Currently, most fuel cells require operation above 500°C, whereas the newly developed niobium-doped titanium dioxide material enables efficient ionic conduction in the intermediate temperature range of 200–500°C. The study shows that niobium doping not only enhances electronic conductivity but also stabilizes the crystal structure and promotes proton diffusion, increasing the material's hydrogen absorption capacity by 10 to 100 times.

Assistant Professor Tomoyuki Yamasaki from Tohoku University stated: "Such materials are crucial for developing next-generation hydrogen energy devices, including fuel cells and hydrogen separation membranes. These devices help convert hydrogen into electricity or produce hydrogen more efficiently, thereby supporting the transition to a sustainable, low-carbon society."

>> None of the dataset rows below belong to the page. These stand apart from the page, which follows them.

use crate::core::register::Representation;
use thiserror::Error;

/// Precondition violations detected at the call site, before any mutation.
#[derive(Error, Debug, Clone, PartialEq)]
pub enum ArgumentError {
    #[error("qubit index {index} out of range, register has {size} qubits")]
    QubitOutOfRange { index: usize, size: usize },

    #[error("'count' must be greater than 0 and 'qbit + count' must fit in the {size}-qubit register (qbit: {qbit}, count: {count})")]
    CountOutOfRange {
        qbit: usize,
        count: usize,
        size: usize,
    },

    #[error("'control' must have at least one item")]
    EmptyControls,

    #[error("control index {index} out of range, register has {size} qubits")]
    ControlOutOfRange { index: usize, size: usize },

    #[error("duplicate qubit index found: {0}")]
    DuplicateQubit(usize),

    #[error("qubit {0} cannot be both control and target")]
    ControlTargetOverlap(usize),

    #[error("gate must be 'X', 'Y' or 'Z', got '{0}'")]
    NotPauli(char),

    #[error("unknown gate '{0}'")]
    UnknownGate(char),

    #[error("unknown gate \"{0}\"")]
    UnknownNamedGate(String),

    #[error("unknown representation \"{0}\"")]
    UnknownRepresentation(String),

    #[error("abs(phase) must be equal to 1, got {0}")]
    PhaseNotUnit(f64),

    #[error("probability must be in the range 0.0 to 1.0, got {0}")]
    ProbabilityOutOfRange(f64),

    #[error("'begin' must be less than 'end' and both must fit in the {size}-qubit register (begin: {begin}, end: {end})")]
    EmptyRange {
        begin: usize,
        end: usize,
        size: usize,
    },

    #[error("initial state {init} does not fit in {count} qubits")]
    InitOutOfRange { init: u64, count: usize },

    #[error("register of {0} qubits exceeds the supported maximum of 30")]
    TooManyQubits(usize),

    #[error("matrix is not unitary (U†U != I)")]
    NonUnitary,

    #[error("matrix must be square")]
    NotSquareMatrix,

    #[error("matrix dimensions must be a power of two")]
    InvalidDimensions,

    #[error("'rows', 'cols' and 'values' must have the same length")]
    CoordinateCountMismatch,

    #[error("coordinate index {index} out of range for dimension {dim}")]
    CoordinateOutOfRange { index: usize, dim: usize },

    #[error("number of Kraus operators ({ops}) does not match number of probabilities ({probs})")]
    KrausCountMismatch { ops: usize, probs: usize },

    #[error("all Kraus operators must have the same length")]
    KrausLengthMismatch,

    #[error("Kraus probabilities must sum to 1.0, got {0}")]
    KrausProbabilitySum(f64),
}

/// Operation requires a state representation the register is not in.
#[derive(Error, Debug, Clone, PartialEq)]
pub enum StateError {
    #[error("representation must be \"{required}\" for this operation, register is \"{actual}\"")]
    RepresentationRequired {
        required: Representation,
        actual: Representation,
    },

    #[error("cannot convert a \"{from}\" state to \"{to}\"")]
    UnsupportedConversion {
        from: Representation,
        to: Representation,
    },
}

/// Structural misuse of the register lifecycle.
#[derive(Error, Debug, Clone, PartialEq)]
pub enum LogicError {
    #[error("there are no ancillas on the system")]
    NoAncillas,

    #[error("there are already ancillas in the system, remove them before adding more")]
    AncillasPresent,
}

#[derive(Error, Debug, Clone, PartialEq)]
pub enum Error {
    #[error("invalid argument: {0}")]
    InvalidArgument(#[from] ArgumentError),

    #[error("invalid state: {0}")]
    InvalidState(#[from] StateError),

    #[error("logic error: {0}")]
    Logic(#[from] LogicError),
}

pub type Result<T> = std::result::Result<T, Error>;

The research team used a specialized proton-conducting glass electrolyte for measurements, accurately separating the effects of proton and electron conduction. The results demonstrated that the material's proton conductivity surpasses that of most known electrolytes in the same temperature range. Professor Takahisa Omata from Tohoku University noted: "This work proposes a new concept: electron donor doping can enhance proton conductivity by increasing electron density."

The study is the first to confirm the synergistic enhancement of intermediate-temperature proton and electron conduction through electron donor doping, providing a broader range of material options for fuel cells and hydrogen energy technologies.